The human inhibitory receptor, leukocyte immunoglobulin (Ig)-like receptor B1 (also called Ig-like transcript (ILT) 2, CD85j), is broadly expressed on leukocytes. LILRB1 binds to a wide range of major histocompatibility complex class I molecules (MHCIs) and transduces negative signals that can, for example, prevent killing of MHCI-expressing cells. Here we report the kinetic, thermodynamic, NMR and crystallographic analyses of MHCI recognition by LILRB1. Kinetic studies demonstrated that LILRB1 binds to MHCIs with fast association and dissociation rates, typical of cell-cell recognition receptors. Thermodynamic analyses showed that LILRB1-MHCI interactions are entropically driven (-TdeltaS = -9.4 approximately -6.6 kcal mol(-1)) with low heat capacity changes (deltaC(p) = -0.22 approximately -0.10 kcal mol(-1) K(-1)). The crystal structures of LILRB1 in the different crystal forms exhibited variation in the elbow angle between the two N-terminal Ig-like domains, indicating interdomain flexibility. Consistently, NMR analysis provided the direct evidence of the conformational changes of LILRB1 upon the MHCI binding. These findings suggest that LILRB1-MHCI interactions, while involving some conformational adjustment, are not accompanied by a very large reduction in conformational flexibility at the binding interface. This mode of binding is distinct from "induced-fit" binding, which is associated with large reductions in conformational flexibility, and would be suitable for rapid engagement of MHCIs to enable fast monitoring of the expression level of MHCIs on target cells.

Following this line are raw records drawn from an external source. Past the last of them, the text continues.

use std::{fmt, sync::Arc};

use blob_store::{BlobError, BlobResult, BlobStoreSet, SignedUrl};
use bytes::Bytes;
use data_model::{
    BlobKey,
    BlobMetadata,
    InvalidIdentifier,
    Visibility,
    DEFAULT_CONTENT_TYPE,
};
use futures::{stream::BoxStream, Stream};
use jiff::Timestamp;
use metadata_store::MetadataStore;
use tracing::{info, warn};

/// Everything the blob API can fail with. The HTTP layer maps each variant
/// to a status and numeric code; nothing is swallowed or retried here.
#[derive(Debug)]
pub enum GatewayError {
    InvalidIdentifier(String),
    EmptyPayload,
    InvalidRequest(String),
    /// No metadata record for the blob.
    BlobNotFound { key: String },
    /// Metadata exists but the bytes are absent: an orphaned record, or a
    /// presigned upload that has not landed yet.
    ObjectNotFound { key: String },
    SigningUnavailable,
    StorageUnavailable(String),
}

impl fmt::Display for GatewayError {
    fn fmt(&self, f: &mut fmt::Formatter<'_>) -> fmt::Result {
        match self {
            GatewayError::InvalidIdentifier(message) => write!(f, "{}", message),
            GatewayError::EmptyPayload => write!(f, "payload must not be empty"),
            GatewayError::InvalidRequest(message) => write!(f, "{}", message),
            GatewayError::BlobNotFound { key } => write!(f, "blob not found: {}", key),
            GatewayError::ObjectNotFound { key } => {
                write!(f, "object not yet available: {}", key)
            }
            GatewayError::SigningUnavailable => {
                write!(f, "presigned uploads are not configured for this store")
            }
            GatewayError::StorageUnavailable(message) => {
                write!(f, "storage unavailable: {}", message)
            }
        }
    }
}

impl std::error::Error for GatewayError {}

impl From<InvalidIdentifier> for GatewayError {
    fn from(err: InvalidIdentifier) -> Self {
        GatewayError::InvalidIdentifier(err.to_string())
    }
}

impl From<BlobError> for GatewayError {
    fn from(err: BlobError) -> Self {
        match err {
            BlobError::NotFound { key } => GatewayError::ObjectNotFound { key },
            BlobError::EmptyPayload => GatewayError::EmptyPayload,
            BlobError::SigningUnavailable => GatewayError::SigningUnavailable,
            err => GatewayError::StorageUnavailable(err.to_string()),
        }
    }
}

impl From<anyhow::Error> for GatewayError {
    fn from(err: anyhow::Error) -> Self {
        GatewayError::StorageUnavailable(format!("{:#}", err))
    }
}

/// A resolved download: the authoritative metadata plus the byte stream.
pub struct BlobDownload {
    pub metadata: BlobMetadata,
    pub stream: BoxStream<'static, BlobResult<Bytes>>,
}

impl fmt::Debug for BlobDownload {
    fn fmt(&self, f: &mut fmt::Formatter<'_>) -> fmt::Result {
        f.debug_struct("BlobDownload")
            .field("metadata", &self.metadata)
            .finish_non_exhaustive()
    }
}

/// A stable gateway-relative locator plus the metadata it resolves to.
#[derive(Debug)]
pub struct BlobReference {
    pub url: String,
    pub metadata: BlobMetadata,
}

/// Coordinates the two backing stores for the three blob paths: direct
/// upload, presigned upload, and retrieval.
///
/// There is no transaction spanning the stores. Direct uploads write bytes
/// strictly before metadata, presigned uploads write metadata strictly
/// before handing out the URL, and concurrent writers to the same key are
/// last-write-wins at both stores.
#[derive(Clone)]
pub struct BlobGateway {
    stores: Arc<BlobStoreSet>,
    metadata: MetadataStore,
}

impl BlobGateway {
    pub fn new(stores: BlobStoreSet, metadata: MetadataStore) -> Self {
        Self {
            stores: Arc::new(stores),
            metadata,
        }
    }

    /// Streams a payload into the visibility-selected store, then records
    /// the metadata. A crash in between leaves an orphaned object, never a
    /// record pointing at missing bytes.
    pub async fn upload(
        &self,
        namespace: &str,
        key: &str,
        content_type: Option<String>,
        visibility: Visibility,
        payload: impl Stream<Item = BlobResult<Bytes>> + Send + Unpin,
    ) -> Result<BlobMetadata, GatewayError> {
        let blob_key = BlobKey::new(namespace, key)?;
        let content_type = content_type.unwrap_or_else(|| DEFAULT_CONTENT_TYPE.to_string());

        let put_result = self
            .stores
            .store(visibility)
            .storage()
            .put(&blob_key.storage_key(), &content_type, payload)
            .await?;

        let metadata = BlobMetadata {
            namespace: blob_key.namespace().to_string(),
            key: blob_key.key().to_string(),
            size: put_result.size_bytes,
            content_type,
            uploaded_at: Timestamp::now(),
            is_public: visibility.is_public(),
        };
        self.metadata
            .put(&blob_key.metadata_key(), &metadata)
            .await?;

        info!(
            blob = %blob_key,
            %visibility,
            size = put_result.size_bytes,
            sha256 = %put_result.sha256_hash,
            "stored blob",
        );
        Ok(metadata)
    }

    /// Issues a time-boxed upload URL and writes the provisional metadata
    /// record before the URL leaves the gateway, so a racing retrieval sees
    /// a record with absent bytes rather than no record.
    ///
    /// The declared size and content type are trusted as-is; the gateway
    /// never observes the client's direct upload.
    pub async fn presign_upload(
        &self,
        namespace: &str,
        key: &str,
        content_type: Option<String>,
        size: i64,
        visibility: Visibility,
    ) -> Result<SignedUrl, GatewayError> {
        let blob_key = BlobKey::new(namespace, key)?;
        if size <= 0 {
            return Err(GatewayError::InvalidRequest(
                "size must be a positive integer".to_string(),
            ));
        }
        let size = size as u64;
        let content_type = content_type.unwrap_or_else(|| DEFAULT_CONTENT_TYPE.to_string());

        let signer = self.stores.store(visibility).signer()?;
        let signed = signer
            .signed_upload_url(&blob_key.storage_key(), &content_type, size)
            .await?;

        let metadata = BlobMetadata {
            namespace: blob_key.namespace().to_string(),
            key: blob_key.key().to_string(),
            size,
            content_type,
            uploaded_at: Timestamp::now(),
            is_public: visibility.is_public(),
        };
        self.metadata
            .put(&blob_key.metadata_key(), &metadata)
            .await?;

        info!(
            blob = %blob_key,
            %visibility,
            declared_size = size,
            expires_at = %signed.expires_at,
            "issued presigned upload url",
        );
        Ok(signed)
    }

    /// Resolves a blob to a stable download locator. The locator carries no
    /// expiry; whatever access control fronts the gateway governs it.
    pub async fn reference(
        &self,
        namespace: &str,
        key: &str,
    ) -> Result<BlobReference, GatewayError> {
        let blob_key = BlobKey::new(namespace, key)?;
        let metadata = self
            .metadata
            .get(&blob_key.metadata_key())
            .await?
            .ok_or_else(|| GatewayError::BlobNotFound {
                key: blob_key.to_string(),
            })?;
        Ok(BlobReference {
            url: blob_key.download_path(),
            metadata,
        })
    }

    /// Resolves metadata, then opens the byte stream from the store the
    /// record's visibility selects. Size and content type are served from
    /// the record, never re-measured from the stream.
    pub async fn download(
        &self,
        namespace: &str,
        key: &str,
    ) -> Result<BlobDownload, GatewayError> {
        let blob_key = BlobKey::new(namespace, key)?;
        let Some(metadata) = self.metadata.get(&blob_key.metadata_key()).await? else {
            return Err(GatewayError::BlobNotFound {
                key: blob_key.to_string(),
            });
        };

        let storage = self.stores.store(metadata.visibility()).storage();
        let stream = match storage.get(&blob_key.storage_key()).await {
            Ok(stream) => stream,
            Err(BlobError::NotFound { .. }) => {
                warn!(blob = %blob_key, "metadata present but object missing");
                return Err(GatewayError::ObjectNotFound {
                    key: blob_key.to_string(),
                });
            }
            Err(err) => return Err(err.into()),
        };

        Ok(BlobDownload { metadata, stream })
    }
}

Human inhibitory receptors Ig-like transcript 2 (ILT2) and ILT4 compete with CD8 for MHC class I binding and bind preferentially to HLA-G.

Ig-like transcript 4 (ILT4) (also known as leukocyte Ig-like receptor 2, CD85d, and LILRB2) is a cell surface receptor expressed mainly on myelomonocytic cells, whereas ILT2 (also known as leukocyte Ig-like receptor 1, CD85j, and LILRB1) is expressed on a wider range of immune cells including subsets of natural killer and T cells. Both ILTs contain immunoreceptor tyrosine-based inhibitory receptor motifs in their cytoplasmic tails that inhibit cellular responses by recruiting phosphatases such as SHP-1 (Src homology 2 domain containing tyrosine phosphatase 1). Although these ILTs have been shown to recognize a broad range of classical and nonclassical human MHC class I molecules (MHCIs), their precise binding properties remain controversial. We have used surface plasmon resonance to analyze the interaction of soluble forms of ILT4 and ILT2 with several MHCIs. Although the range of affinities measured was quite broad (Kd = 2-45 microM), some interesting differences were observed. ILT2 generally bound with a 2- to 3-fold higher affinity than ILT4 to the same MHCI. Furthermore, ILT2 and ILT4 bound to HLA-G with a 3- to 4-fold higher affinity than to classical MHCIs, suggesting that ILT/HLA-G recognition may play a dominant role in the regulation of natural killer, T, and myelomonocytic cell activation. Finally, we show that ILT2 and ILT4 effectively compete with CD8 for MHCI binding, raising the possibility that ILT2 modulates CD8+ T cell activation by blocking the CD8 binding as well as by recruiting inhibitory molecules through its immunoreceptor tyrosine-based inhibitory receptor motif.